►
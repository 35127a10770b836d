//! Team and organization aggregation.
//!
//! This module computes summaries, rankings and gap statistics over
//! classified employees. Every function is a pure function of its input
//! slice; nothing is cached between calls.

use crate::models::{
    ClassifiedEmployee, DisparityStats, EmployeeRecord, OrgStats, TeamComparison, TeamSummary,
    ALL_TEAMS,
};
use std::collections::{BTreeMap, BTreeSet};

/// Default gap above which an employee counts as high-disparity.
pub const DEFAULT_HIGH_DISPARITY_GAP: f64 = 20.0;

/// Round half-up to the nearest integer (`68.5 -> 69`, `-2.5 -> -2`).
pub fn round_half_up(value: f64) -> i64 {
    (value + 0.5).floor() as i64
}

/// Running sums for a summary.
///
/// Partial accumulators over disjoint chunks can be merged. Counts are exact
/// in any merge order. Score sums are `f64`, so merge order only gives
/// identical averages when every score is a whole number. With fractional
/// scores the sums can differ in the last bit, which may move a mean that
/// sits exactly on `.5` to the other side of the rounding.
#[derive(Debug, Clone, Copy, Default, PartialEq)]
pub struct SummaryAccumulator {
    impact_sum: f64,
    activity_sum: f64,
    silent_count: usize,
    total: usize,
}

impl SummaryAccumulator {
    pub fn push(&mut self, employee: &ClassifiedEmployee) {
        self.impact_sum += employee.impact_score();
        self.activity_sum += employee.activity_score();
        if employee.silent_architect() {
            self.silent_count += 1;
        }
        self.total += 1;
    }

    pub fn merge(mut self, other: SummaryAccumulator) -> Self {
        self.impact_sum += other.impact_sum;
        self.activity_sum += other.activity_sum;
        self.silent_count += other.silent_count;
        self.total += other.total;
        self
    }

    /// Finish into a summary. An empty accumulator yields all zeros.
    pub fn finish(&self) -> TeamSummary {
        if self.total == 0 {
            return TeamSummary::default();
        }

        let count = self.total as f64;
        TeamSummary {
            avg_impact: round_half_up(self.impact_sum / count),
            avg_activity: round_half_up(self.activity_sum / count),
            silent_count: self.silent_count,
            total: self.total,
        }
    }
}

impl<'a> FromIterator<&'a ClassifiedEmployee> for SummaryAccumulator {
    fn from_iter<I: IntoIterator<Item = &'a ClassifiedEmployee>>(iter: I) -> Self {
        let mut acc = SummaryAccumulator::default();
        for employee in iter {
            acc.push(employee);
        }
        acc
    }
}

/// Summarize a list of employees.
pub fn aggregate(employees: &[ClassifiedEmployee]) -> TeamSummary {
    employees.iter().collect::<SummaryAccumulator>().finish()
}

/// Organization-wide averages over the unfiltered set.
pub fn org_stats(all: &[ClassifiedEmployee]) -> OrgStats {
    let summary = aggregate(all);
    OrgStats {
        avg_impact: summary.avg_impact,
        avg_activity: summary.avg_activity,
        total: summary.total,
    }
}

/// Top `n` employees by impact score, highest first.
///
/// The sort is stable: equal scores keep their input order.
pub fn leaderboard(employees: &[ClassifiedEmployee], n: usize) -> Vec<ClassifiedEmployee> {
    top_by(employees, n, |e| e.impact_score())
}

/// Top `n` employees by disparity score, highest first.
pub fn disparity_list(employees: &[ClassifiedEmployee], n: usize) -> Vec<ClassifiedEmployee> {
    top_by(employees, n, |e| e.disparity_score())
}

fn top_by<F>(employees: &[ClassifiedEmployee], n: usize, key: F) -> Vec<ClassifiedEmployee>
where
    F: Fn(&ClassifiedEmployee) -> f64,
{
    let mut sorted: Vec<ClassifiedEmployee> = employees.to_vec();
    sorted.sort_by(|a, b| key(b).total_cmp(&key(a)));
    sorted.truncate(n);
    sorted
}

/// One summary per team, ordered by team name.
pub fn team_comparison(all: &[ClassifiedEmployee]) -> Vec<TeamComparison> {
    let mut by_team: BTreeMap<&str, SummaryAccumulator> = BTreeMap::new();

    for employee in all {
        by_team.entry(employee.team()).or_default().push(employee);
    }

    by_team
        .into_iter()
        .map(|(team, acc)| TeamComparison {
            team: team.to_string(),
            summary: acc.finish(),
        })
        .collect()
}

/// Gap statistics for the disparity view.
///
/// `high_gap` is exclusive: a gap must be strictly greater to count.
pub fn disparity_stats(employees: &[ClassifiedEmployee], high_gap: f64) -> DisparityStats {
    if employees.is_empty() {
        return DisparityStats::default();
    }

    let total_gap: f64 = employees.iter().map(|e| e.disparity_score()).sum();
    let average = total_gap / employees.len() as f64;

    DisparityStats {
        average_gap: (average * 10.0).round() / 10.0 + 0.0,
        high_disparity_count: employees
            .iter()
            .filter(|e| e.disparity_score() > high_gap)
            .count(),
        silent_architect_count: employees.iter().filter(|e| e.silent_architect()).count(),
    }
}

/// Team names for a selector: the sentinel first, then sorted distinct names.
pub fn available_teams(records: &[EmployeeRecord]) -> Vec<String> {
    let names: BTreeSet<&str> = records.iter().map(|r| r.team.as_str()).collect();

    std::iter::once(ALL_TEAMS)
        .chain(names)
        .map(String::from)
        .collect()
}

#[cfg(test)]
mod tests {
    use super::*;
    use crate::analysis::classifier::{classify_employee, Thresholds};
    use crate::models::{Employee, EmployeeId, RawScore};

    fn employee(id: u64, team: &str, impact: f64, activity: f64) -> ClassifiedEmployee {
        classify_employee(
            Employee {
                id: EmployeeId::Number(id),
                name: format!("Employee {}", id),
                role: "Engineer".to_string(),
                team: team.to_string(),
                impact_score: impact,
                activity_score: activity,
                impact_breakdown: Vec::new(),
            },
            &Thresholds::strict(),
        )
    }

    fn ids(employees: &[ClassifiedEmployee]) -> Vec<String> {
        employees.iter().map(|e| e.id().to_string()).collect()
    }

    #[test]
    fn test_aggregate_empty() {
        assert_eq!(
            aggregate(&[]),
            TeamSummary {
                avg_impact: 0,
                avg_activity: 0,
                silent_count: 0,
                total: 0
            }
        );
    }

    #[test]
    fn test_aggregate_scenario() {
        let employees = vec![
            employee(1, "Engineering", 92.0, 45.0),
            employee(2, "Engineering", 45.0, 85.0),
        ];
        let summary = aggregate(&employees);
        assert_eq!(summary.avg_impact, 69);
        assert_eq!(summary.avg_activity, 65);
        assert_eq!(summary.silent_count, 1);
        assert_eq!(summary.total, 2);
    }

    #[test]
    fn test_round_half_up() {
        assert_eq!(round_half_up(68.5), 69);
        assert_eq!(round_half_up(68.49), 68);
        assert_eq!(round_half_up(-2.5), -2);
        assert_eq!(round_half_up(0.0), 0);
    }

    #[test]
    fn test_mean_is_bounded_by_scores() {
        let employees = vec![
            employee(1, "A", 12.3, 0.0),
            employee(2, "A", 77.7, 0.0),
            employee(3, "A", 41.0, 0.0),
            employee(4, "A", 55.5, 0.0),
        ];
        let avg = aggregate(&employees).avg_impact as f64;
        assert!(avg >= 12.3 - 0.5 && avg <= 77.7 + 0.5);
    }

    #[test]
    fn test_accumulator_merge_matches_single_pass() {
        let employees = vec![
            employee(1, "A", 90.0, 40.0),
            employee(2, "A", 30.0, 70.0),
            employee(3, "B", 60.0, 20.0),
            employee(4, "B", 86.0, 50.0),
        ];
        let left: SummaryAccumulator = employees[..1].iter().collect();
        let right: SummaryAccumulator = employees[1..].iter().collect();

        assert_eq!(left.merge(right).finish(), aggregate(&employees));
        assert_eq!(right.merge(left).finish(), aggregate(&employees));
    }

    #[test]
    fn test_accumulator_merge_fractional_scores_keeps_counts() {
        let employees = vec![
            employee(1, "A", 0.1, 90.0),
            employee(2, "A", 0.2, 10.0),
            employee(3, "B", 0.3, 20.0),
            employee(4, "B", 88.4, 45.5),
        ];
        let single: SummaryAccumulator = employees.iter().collect();
        let left: SummaryAccumulator = employees[..2].iter().collect();
        let right: SummaryAccumulator = employees[2..].iter().collect();

        for merged in [left.merge(right), right.merge(left)] {
            assert_eq!(merged.total, single.total);
            assert_eq!(merged.silent_count, single.silent_count);
            assert!((merged.impact_sum - single.impact_sum).abs() < 1e-9);
            assert!((merged.activity_sum - single.activity_sum).abs() < 1e-9);
        }
    }

    #[test]
    fn test_leaderboard_is_stable() {
        let employees = vec![
            employee(1, "A", 70.0, 10.0),
            employee(2, "A", 90.0, 10.0),
            employee(3, "A", 70.0, 20.0),
            employee(4, "A", 90.0, 30.0),
            employee(5, "A", 50.0, 30.0),
        ];

        let board = leaderboard(&employees, 4);
        assert_eq!(ids(&board), vec!["2", "4", "1", "3"]);
        assert_eq!(ids(&leaderboard(&board, 4)), ids(&board));
    }

    #[test]
    fn test_leaderboard_size_is_a_parameter() {
        let employees: Vec<_> = (0..10)
            .map(|i| employee(i, "A", i as f64 * 10.0, 0.0))
            .collect();
        assert_eq!(leaderboard(&employees, 5).len(), 5);
        assert_eq!(leaderboard(&employees, 8).len(), 8);
        assert_eq!(leaderboard(&employees, 50).len(), 10);
        assert_eq!(leaderboard(&employees, 5)[0].impact_score(), 90.0);
    }

    #[test]
    fn test_disparity_list_orders_by_gap() {
        let employees = vec![
            employee(1, "A", 50.0, 50.0),
            employee(2, "A", 95.0, 30.0),
            employee(3, "A", 45.0, 85.0),
            employee(4, "A", 92.0, 45.0),
        ];
        let list = disparity_list(&employees, 3);
        assert_eq!(ids(&list), vec!["2", "4", "1"]);
    }

    #[test]
    fn test_team_comparison_is_sorted_by_team() {
        let employees = vec![
            employee(1, "Product", 88.0, 90.0),
            employee(2, "Engineering", 92.0, 45.0),
            employee(3, "Engineering", 45.0, 85.0),
            employee(4, "Design", 95.0, 30.0),
        ];
        let rows = team_comparison(&employees);
        let teams: Vec<_> = rows.iter().map(|r| r.team.as_str()).collect();
        assert_eq!(teams, vec!["Design", "Engineering", "Product"]);
        assert_eq!(rows[1].summary.avg_impact, 69);
        assert_eq!(rows[0].summary.silent_count, 1);
    }

    #[test]
    fn test_disparity_stats() {
        let employees = vec![
            employee(1, "A", 92.0, 45.0),
            employee(2, "A", 45.0, 85.0),
            employee(3, "A", 95.0, 30.0),
        ];
        let stats = disparity_stats(&employees, DEFAULT_HIGH_DISPARITY_GAP);
        assert_eq!(stats.average_gap, 24.0);
        assert_eq!(stats.high_disparity_count, 2);
        assert_eq!(stats.silent_architect_count, 2);

        assert_eq!(disparity_stats(&[], 20.0), DisparityStats::default());
    }

    #[test]
    fn test_available_teams() {
        let record = |team: &str| EmployeeRecord {
            id: EmployeeId::Number(1),
            name: "X".to_string(),
            role: String::new(),
            team: team.to_string(),
            impact_score: Some(RawScore::from(1.0)),
            activity_score: Some(RawScore::from(1.0)),
            impact_breakdown: Vec::new(),
            silent_architect: None,
        };
        let teams = available_teams(&[record("Product"), record("Design"), record("Product")]);
        assert_eq!(teams, vec!["All Teams", "Design", "Product"]);
    }
}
◄
- _Task goal_: The required output is the stretch of entries above from the line containing "assert_eq!(left.merge(right).finish(), aggregate(&employees));" through the line containing "assert!((merged.impact_sum - single.impact_sum).abs()", reproduced exactly.

- _Result for this task_:
        assert_eq!(left.merge(right).finish(), aggregate(&employees));
        assert_eq!(right.merge(left).finish(), aggregate(&employees));
    }

    #[test]
    fn test_accumulator_merge_fractional_scores_keeps_counts() {
        let employees = vec![
            employee(1, "A", 0.1, 90.0),
            employee(2, "A", 0.2, 10.0),
            employee(3, "B", 0.3, 20.0),
            employee(4, "B", 88.4, 45.5),
        ];
        let single: SummaryAccumulator = employees.iter().collect();
        let left: SummaryAccumulator = employees[..2].iter().collect();
        let right: SummaryAccumulator = employees[2..].iter().collect();

        for merged in [left.merge(right), right.merge(left)] {
            assert_eq!(merged.total, single.total);
            assert_eq!(merged.silent_count, single.silent_count);
            assert!((merged.impact_sum - single.impact_sum).abs() < 1e-9);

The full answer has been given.